======== TASK INPUTS
//! Configuration file support for refsync.
//!
//! Configuration is loaded with the following precedence (highest to lowest):
//! 1. CLI flags
//! 2. Environment variables (prefixed with `REFSYNC_`, sections separated by
//!    `__`, e.g. `REFSYNC_GITLAB__TOKEN` or `REFSYNC_RETRY__MAX_RETRIES`)
//! 3. Local config file (`./refsync.toml`)
//! 4. XDG config file (`~/.config/refsync/config.toml`)
//! 5. Built-in defaults
//!
//! Example config file:
//! ```toml
//! [gitlab]
//! host = "gitlab.com"        # or a self-hosted instance
//! token = "glpat-..."        # or REFSYNC_GITLAB__TOKEN
//! project = "group/app"
//!
//! [retry]
//! max_retries = 5
//! initial_wait_ms = 1000
//! max_wait_ms = 60000
//! multiplier = 2
//!
//! [verify]
//! max_tries = 30
//! wait_ms = 1000
//!
//! [paging]
//! per_page = 100
//!
//! [rate_limit]
//! requests_per_second = 5
//! disabled = false
//! ```

use std::path::PathBuf;

use config::{Config as ConfigBuilder, Environment, File, FileFormat};
use directories::ProjectDirs;
use refsync::poll::VerifyConfig;
use refsync::rate_limit::RateLimitConfig;
use refsync::retry::RetryConfig;
use serde::Deserialize;

/// Default page size for listings.
pub const DEFAULT_PER_PAGE: u32 = 100;

/// Top-level configuration.
#[derive(Debug, Default, Deserialize)]
#[serde(default)]
pub struct Config {
    pub gitlab: GitLabConfig,
    /// Retry policy for remote writes and page fetches.
    pub retry: RetryConfig,
    /// Polling budget for confirming ref changes.
    pub verify: VerifyConfig,
    pub paging: PagingConfig,
    pub rate_limit: RateLimitConfig,
}

/// GitLab connection settings.
#[derive(Debug, Deserialize)]
#[serde(default)]
pub struct GitLabConfig {
    /// GitLab host (e.g., "gitlab.com" or "https://gitlab.example.com").
    pub host: String,
    /// Personal access token.
    pub token: Option<String>,
    /// Project id or full path (e.g., "group/subgroup/app").
    pub project: Option<String>,
}

impl Default for GitLabConfig {
    fn default() -> Self {
        Self {
            host: "gitlab.com".to_string(),
            token: None,
            project: None,
        }
    }
}

#[derive(Debug, Deserialize)]
#[serde(default)]
pub struct PagingConfig {
    pub per_page: u32,
}

impl Default for PagingConfig {
    fn default() -> Self {
        Self {
            per_page: DEFAULT_PER_PAGE,
        }
    }
}

impl Config {
    /// Load configuration from files and environment.
    ///
    /// Invalid configuration is logged and replaced by the defaults.
    pub fn load() -> Self {
        let mut builder = ConfigBuilder::builder();

        if let Some(xdg_config) = Self::default_config_path()
            && xdg_config.exists()
        {
            tracing::debug!("Loading config from {:?}", xdg_config);
            builder = builder.add_source(
                File::from(xdg_config)
                    .format(FileFormat::Toml)
                    .required(false),
            );
        }

        let local_config = PathBuf::from("refsync.toml");
        if local_config.exists() {
            tracing::debug!("Loading config from ./refsync.toml");
            builder = builder.add_source(
                File::from(local_config)
                    .format(FileFormat::Toml)
                    .required(false),
            );
        }

        builder = builder.add_source(
            Environment::with_prefix("REFSYNC")
                .prefix_separator("_")
                .separator("__")
                .try_parsing(true),
        );

        match builder.build() {
            Ok(settings) => match settings.try_deserialize::<Config>() {
                Ok(config) => config,
                Err(e) => {
                    tracing::warn!("Failed to deserialize config: {}", e);
                    Config::default()
                }
            },
            Err(e) => {
                tracing::warn!("Failed to build config: {}", e);
                Config::default()
            }
        }
    }

    /// Path of the per-user config file.
    pub fn default_config_path() -> Option<PathBuf> {
        ProjectDirs::from("", "", "refsync").map(|dirs| dirs.config_dir().join("config.toml"))
    }
}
================
** ASSIGNMENT **
Could you work out how many lines in the records include "VerifyConfig"? Answer with the number only.

** RESPONSE TO THIS TASK **
2